Exercise details :: Pick out the lines below that include the string "return".

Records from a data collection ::
============================================================
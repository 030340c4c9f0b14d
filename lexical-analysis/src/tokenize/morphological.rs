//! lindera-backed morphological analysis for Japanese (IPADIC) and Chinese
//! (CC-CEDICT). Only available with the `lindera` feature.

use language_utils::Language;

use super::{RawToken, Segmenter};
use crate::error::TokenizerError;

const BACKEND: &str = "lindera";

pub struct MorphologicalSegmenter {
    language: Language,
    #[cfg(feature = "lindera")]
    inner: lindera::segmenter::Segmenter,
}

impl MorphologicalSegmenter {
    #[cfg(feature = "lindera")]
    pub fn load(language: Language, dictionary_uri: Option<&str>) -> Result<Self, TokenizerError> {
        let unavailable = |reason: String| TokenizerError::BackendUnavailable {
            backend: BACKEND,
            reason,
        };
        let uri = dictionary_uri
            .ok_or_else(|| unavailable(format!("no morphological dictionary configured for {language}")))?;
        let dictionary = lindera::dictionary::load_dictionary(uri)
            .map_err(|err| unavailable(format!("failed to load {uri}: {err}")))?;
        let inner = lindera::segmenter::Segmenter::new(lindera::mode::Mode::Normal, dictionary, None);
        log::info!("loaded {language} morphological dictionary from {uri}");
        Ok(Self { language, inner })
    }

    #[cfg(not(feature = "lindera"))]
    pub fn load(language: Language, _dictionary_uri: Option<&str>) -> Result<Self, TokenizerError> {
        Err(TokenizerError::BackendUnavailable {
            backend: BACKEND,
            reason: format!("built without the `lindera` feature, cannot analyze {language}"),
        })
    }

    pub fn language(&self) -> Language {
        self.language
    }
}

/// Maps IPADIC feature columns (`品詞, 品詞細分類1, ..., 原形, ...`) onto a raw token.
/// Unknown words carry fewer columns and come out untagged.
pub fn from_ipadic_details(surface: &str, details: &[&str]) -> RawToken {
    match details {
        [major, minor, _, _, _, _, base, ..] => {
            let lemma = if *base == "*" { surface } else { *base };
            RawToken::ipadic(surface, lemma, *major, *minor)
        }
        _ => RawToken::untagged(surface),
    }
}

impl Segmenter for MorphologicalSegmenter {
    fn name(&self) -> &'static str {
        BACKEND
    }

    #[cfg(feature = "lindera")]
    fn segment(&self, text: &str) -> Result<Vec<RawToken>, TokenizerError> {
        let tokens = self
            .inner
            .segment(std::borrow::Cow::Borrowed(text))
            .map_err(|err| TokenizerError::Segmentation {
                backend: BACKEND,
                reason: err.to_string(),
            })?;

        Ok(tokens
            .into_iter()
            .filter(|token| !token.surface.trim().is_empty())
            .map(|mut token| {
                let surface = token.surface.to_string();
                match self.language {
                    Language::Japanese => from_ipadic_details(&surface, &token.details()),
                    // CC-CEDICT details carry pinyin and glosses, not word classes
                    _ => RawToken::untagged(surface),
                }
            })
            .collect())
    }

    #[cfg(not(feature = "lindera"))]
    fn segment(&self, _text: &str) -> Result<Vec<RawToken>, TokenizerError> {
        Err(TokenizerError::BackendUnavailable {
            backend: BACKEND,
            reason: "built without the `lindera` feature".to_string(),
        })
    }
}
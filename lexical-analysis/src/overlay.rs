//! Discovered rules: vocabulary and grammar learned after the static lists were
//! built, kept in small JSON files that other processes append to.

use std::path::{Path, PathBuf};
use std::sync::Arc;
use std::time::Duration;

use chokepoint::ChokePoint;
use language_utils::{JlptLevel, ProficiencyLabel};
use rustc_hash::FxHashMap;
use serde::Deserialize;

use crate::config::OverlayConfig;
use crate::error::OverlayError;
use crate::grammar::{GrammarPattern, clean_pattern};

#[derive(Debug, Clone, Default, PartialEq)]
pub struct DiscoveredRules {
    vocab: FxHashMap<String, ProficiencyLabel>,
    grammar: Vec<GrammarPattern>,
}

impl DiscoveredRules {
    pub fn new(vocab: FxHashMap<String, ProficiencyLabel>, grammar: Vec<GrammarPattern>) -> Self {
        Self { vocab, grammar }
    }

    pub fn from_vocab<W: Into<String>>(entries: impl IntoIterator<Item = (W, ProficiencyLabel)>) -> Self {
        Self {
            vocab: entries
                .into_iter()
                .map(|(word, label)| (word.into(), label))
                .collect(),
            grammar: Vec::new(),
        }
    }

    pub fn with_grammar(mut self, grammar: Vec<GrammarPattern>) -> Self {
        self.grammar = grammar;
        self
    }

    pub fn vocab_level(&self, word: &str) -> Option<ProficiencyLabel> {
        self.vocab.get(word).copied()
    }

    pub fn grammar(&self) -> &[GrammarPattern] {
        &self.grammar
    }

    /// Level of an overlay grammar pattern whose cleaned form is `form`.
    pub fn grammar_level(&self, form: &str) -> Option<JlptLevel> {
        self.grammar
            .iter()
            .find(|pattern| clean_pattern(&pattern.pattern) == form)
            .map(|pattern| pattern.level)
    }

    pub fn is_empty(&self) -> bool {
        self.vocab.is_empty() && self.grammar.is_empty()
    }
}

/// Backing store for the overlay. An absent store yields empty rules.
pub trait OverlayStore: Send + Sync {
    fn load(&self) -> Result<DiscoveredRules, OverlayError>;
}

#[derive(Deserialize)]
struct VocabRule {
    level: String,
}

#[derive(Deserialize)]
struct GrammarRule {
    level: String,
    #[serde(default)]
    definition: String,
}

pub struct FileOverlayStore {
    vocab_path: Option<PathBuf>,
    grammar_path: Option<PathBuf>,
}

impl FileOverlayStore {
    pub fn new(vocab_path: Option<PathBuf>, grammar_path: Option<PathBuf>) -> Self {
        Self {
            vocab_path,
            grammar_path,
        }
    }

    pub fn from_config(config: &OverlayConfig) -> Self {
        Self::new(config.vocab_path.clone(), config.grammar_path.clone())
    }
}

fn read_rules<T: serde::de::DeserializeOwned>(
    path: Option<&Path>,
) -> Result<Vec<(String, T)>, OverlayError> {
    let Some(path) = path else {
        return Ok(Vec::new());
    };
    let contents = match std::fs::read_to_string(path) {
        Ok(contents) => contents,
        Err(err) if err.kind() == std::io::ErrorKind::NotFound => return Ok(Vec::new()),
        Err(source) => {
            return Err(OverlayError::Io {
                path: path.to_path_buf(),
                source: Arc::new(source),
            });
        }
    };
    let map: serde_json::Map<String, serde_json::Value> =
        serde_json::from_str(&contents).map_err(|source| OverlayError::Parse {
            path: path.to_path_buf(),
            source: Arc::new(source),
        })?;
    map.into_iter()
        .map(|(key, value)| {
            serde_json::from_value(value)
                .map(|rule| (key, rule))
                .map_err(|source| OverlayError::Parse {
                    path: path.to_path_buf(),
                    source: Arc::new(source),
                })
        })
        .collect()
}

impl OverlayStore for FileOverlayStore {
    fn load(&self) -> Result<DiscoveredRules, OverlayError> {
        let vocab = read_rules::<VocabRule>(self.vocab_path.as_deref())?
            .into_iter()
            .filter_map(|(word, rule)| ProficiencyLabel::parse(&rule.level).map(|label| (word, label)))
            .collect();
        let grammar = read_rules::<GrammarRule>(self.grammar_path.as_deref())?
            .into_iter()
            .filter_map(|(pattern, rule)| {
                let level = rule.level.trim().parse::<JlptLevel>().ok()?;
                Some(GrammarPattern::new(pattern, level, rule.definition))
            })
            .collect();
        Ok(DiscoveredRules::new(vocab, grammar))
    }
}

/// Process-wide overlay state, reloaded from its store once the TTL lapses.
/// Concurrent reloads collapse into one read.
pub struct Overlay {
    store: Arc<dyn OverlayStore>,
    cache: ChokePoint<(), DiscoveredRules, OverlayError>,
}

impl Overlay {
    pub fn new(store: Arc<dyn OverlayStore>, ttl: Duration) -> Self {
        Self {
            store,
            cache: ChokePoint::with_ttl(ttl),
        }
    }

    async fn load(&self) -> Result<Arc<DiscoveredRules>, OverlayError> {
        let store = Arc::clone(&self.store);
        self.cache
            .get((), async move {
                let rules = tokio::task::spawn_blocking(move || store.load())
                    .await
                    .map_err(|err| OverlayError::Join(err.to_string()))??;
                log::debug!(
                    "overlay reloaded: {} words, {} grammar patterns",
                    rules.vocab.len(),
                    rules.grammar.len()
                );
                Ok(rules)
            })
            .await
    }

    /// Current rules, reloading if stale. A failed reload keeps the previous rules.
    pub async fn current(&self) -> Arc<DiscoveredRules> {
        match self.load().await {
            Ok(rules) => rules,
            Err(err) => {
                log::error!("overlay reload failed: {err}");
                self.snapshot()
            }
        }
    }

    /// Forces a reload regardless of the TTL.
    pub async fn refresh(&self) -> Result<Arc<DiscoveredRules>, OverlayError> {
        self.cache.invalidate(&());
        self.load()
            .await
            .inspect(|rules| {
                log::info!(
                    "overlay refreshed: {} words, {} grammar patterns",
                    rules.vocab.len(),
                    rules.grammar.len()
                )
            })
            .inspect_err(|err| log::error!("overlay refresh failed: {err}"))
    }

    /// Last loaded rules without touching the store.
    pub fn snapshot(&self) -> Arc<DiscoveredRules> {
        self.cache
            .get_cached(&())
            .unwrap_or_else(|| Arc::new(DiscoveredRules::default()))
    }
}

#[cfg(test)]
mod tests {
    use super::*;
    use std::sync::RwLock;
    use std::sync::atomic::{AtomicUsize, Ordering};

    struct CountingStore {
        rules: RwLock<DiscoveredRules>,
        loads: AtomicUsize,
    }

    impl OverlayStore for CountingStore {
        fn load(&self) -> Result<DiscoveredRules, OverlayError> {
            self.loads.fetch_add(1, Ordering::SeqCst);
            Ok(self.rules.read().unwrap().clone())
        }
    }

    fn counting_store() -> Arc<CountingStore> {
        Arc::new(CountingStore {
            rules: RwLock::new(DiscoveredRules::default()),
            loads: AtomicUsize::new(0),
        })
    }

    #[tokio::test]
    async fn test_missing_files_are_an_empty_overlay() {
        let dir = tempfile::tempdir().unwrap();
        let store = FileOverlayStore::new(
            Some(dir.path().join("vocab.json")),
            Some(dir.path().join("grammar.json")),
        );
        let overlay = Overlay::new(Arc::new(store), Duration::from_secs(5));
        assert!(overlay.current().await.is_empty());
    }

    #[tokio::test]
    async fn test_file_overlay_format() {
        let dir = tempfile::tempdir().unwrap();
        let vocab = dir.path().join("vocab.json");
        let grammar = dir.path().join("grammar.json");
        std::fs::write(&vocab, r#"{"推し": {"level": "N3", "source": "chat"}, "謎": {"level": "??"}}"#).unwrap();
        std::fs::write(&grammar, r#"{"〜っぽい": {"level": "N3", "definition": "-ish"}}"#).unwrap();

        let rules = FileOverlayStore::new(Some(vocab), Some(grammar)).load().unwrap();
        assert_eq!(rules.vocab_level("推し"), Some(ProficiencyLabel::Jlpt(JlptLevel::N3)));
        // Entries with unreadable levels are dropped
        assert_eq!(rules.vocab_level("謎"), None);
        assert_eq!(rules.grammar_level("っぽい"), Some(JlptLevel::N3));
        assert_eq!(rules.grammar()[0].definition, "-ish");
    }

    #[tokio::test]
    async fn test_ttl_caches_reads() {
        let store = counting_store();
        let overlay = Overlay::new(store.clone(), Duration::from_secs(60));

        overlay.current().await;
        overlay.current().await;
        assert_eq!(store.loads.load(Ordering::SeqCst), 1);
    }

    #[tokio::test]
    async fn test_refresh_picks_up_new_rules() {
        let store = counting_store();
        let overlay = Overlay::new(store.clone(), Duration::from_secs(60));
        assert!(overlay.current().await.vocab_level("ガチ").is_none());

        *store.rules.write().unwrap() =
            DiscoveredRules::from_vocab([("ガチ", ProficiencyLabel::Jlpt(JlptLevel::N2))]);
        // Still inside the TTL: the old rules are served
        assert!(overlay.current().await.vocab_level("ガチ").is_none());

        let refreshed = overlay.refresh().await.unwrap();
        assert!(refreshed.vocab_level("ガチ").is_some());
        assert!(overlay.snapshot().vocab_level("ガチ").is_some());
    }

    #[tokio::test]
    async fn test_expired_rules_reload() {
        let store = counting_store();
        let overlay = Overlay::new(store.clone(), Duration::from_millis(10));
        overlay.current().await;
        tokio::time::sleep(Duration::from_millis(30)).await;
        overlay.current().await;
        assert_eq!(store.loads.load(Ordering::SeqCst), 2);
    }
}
============================================================
Answer space ::
        return Ok(Vec::new());
        Err(err) if err.kind() == std::io::ErrorKind::NotFound => return Ok(Vec::new()),
            return Err(OverlayError::Io {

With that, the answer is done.